• **EXERCISE INSTRUCTIONS**: Copy every line that contains the string "GithubData" from the entries below.
***
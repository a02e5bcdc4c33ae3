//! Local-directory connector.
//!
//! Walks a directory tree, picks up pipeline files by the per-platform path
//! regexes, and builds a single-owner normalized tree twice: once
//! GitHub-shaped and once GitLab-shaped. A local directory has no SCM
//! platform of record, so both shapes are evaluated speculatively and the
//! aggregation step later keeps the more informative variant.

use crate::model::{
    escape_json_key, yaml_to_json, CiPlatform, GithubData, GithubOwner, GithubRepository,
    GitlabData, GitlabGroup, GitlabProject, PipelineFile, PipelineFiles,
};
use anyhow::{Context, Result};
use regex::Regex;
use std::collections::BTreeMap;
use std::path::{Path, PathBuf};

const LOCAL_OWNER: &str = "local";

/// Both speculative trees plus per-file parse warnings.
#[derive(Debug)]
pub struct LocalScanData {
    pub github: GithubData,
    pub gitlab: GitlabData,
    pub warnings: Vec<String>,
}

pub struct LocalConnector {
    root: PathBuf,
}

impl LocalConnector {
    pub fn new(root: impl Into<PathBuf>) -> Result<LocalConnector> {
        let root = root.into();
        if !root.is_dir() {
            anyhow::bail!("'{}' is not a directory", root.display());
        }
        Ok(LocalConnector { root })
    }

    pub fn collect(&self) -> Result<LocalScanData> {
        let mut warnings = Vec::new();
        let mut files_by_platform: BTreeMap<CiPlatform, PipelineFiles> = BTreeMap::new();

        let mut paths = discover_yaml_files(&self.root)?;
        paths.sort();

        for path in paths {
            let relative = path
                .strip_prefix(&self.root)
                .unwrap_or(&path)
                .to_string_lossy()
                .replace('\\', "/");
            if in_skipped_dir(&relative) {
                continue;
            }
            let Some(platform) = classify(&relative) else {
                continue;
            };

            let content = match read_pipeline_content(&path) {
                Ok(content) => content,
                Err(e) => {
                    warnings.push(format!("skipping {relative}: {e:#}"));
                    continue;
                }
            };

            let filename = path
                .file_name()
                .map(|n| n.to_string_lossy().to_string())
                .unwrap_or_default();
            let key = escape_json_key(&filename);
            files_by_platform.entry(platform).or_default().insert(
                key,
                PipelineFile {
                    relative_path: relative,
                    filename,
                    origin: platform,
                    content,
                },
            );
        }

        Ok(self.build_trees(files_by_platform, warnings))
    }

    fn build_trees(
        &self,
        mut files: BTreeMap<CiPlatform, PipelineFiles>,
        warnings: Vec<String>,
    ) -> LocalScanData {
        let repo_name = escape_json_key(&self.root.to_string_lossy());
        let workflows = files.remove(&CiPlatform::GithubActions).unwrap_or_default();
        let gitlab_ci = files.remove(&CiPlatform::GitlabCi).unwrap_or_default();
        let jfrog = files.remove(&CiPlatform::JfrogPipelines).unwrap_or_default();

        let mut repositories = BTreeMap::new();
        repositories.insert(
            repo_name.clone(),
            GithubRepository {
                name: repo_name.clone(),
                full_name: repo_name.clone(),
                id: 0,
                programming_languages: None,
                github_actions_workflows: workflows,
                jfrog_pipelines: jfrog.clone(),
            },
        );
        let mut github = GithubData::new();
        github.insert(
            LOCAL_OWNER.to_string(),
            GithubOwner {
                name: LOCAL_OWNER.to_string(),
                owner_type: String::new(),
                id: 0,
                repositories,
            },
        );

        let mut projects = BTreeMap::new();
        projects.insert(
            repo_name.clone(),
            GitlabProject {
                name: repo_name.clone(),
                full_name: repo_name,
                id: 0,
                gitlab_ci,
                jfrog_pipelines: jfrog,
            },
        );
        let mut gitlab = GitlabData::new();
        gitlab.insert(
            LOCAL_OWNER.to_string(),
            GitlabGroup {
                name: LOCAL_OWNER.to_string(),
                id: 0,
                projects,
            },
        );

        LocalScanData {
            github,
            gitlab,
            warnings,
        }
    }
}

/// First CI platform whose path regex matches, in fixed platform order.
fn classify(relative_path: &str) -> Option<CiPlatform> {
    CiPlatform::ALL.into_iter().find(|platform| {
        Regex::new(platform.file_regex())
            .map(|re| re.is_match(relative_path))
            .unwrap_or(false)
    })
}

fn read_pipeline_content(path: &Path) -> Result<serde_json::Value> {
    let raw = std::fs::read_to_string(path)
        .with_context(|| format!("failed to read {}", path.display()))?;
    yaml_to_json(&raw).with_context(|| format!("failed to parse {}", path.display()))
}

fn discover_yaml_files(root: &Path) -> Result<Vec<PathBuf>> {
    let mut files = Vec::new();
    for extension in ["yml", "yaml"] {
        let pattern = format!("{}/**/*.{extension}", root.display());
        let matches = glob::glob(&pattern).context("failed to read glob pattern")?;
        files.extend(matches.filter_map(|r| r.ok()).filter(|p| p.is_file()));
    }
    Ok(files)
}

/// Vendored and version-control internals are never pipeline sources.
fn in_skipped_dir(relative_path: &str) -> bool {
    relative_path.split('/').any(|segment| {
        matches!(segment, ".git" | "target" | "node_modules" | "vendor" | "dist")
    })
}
***
• **ANSWER BOX**:
    escape_json_key, yaml_to_json, CiPlatform, GithubData, GithubOwner, GithubRepository,
    pub github: GithubData,
        let mut github = GithubData::new();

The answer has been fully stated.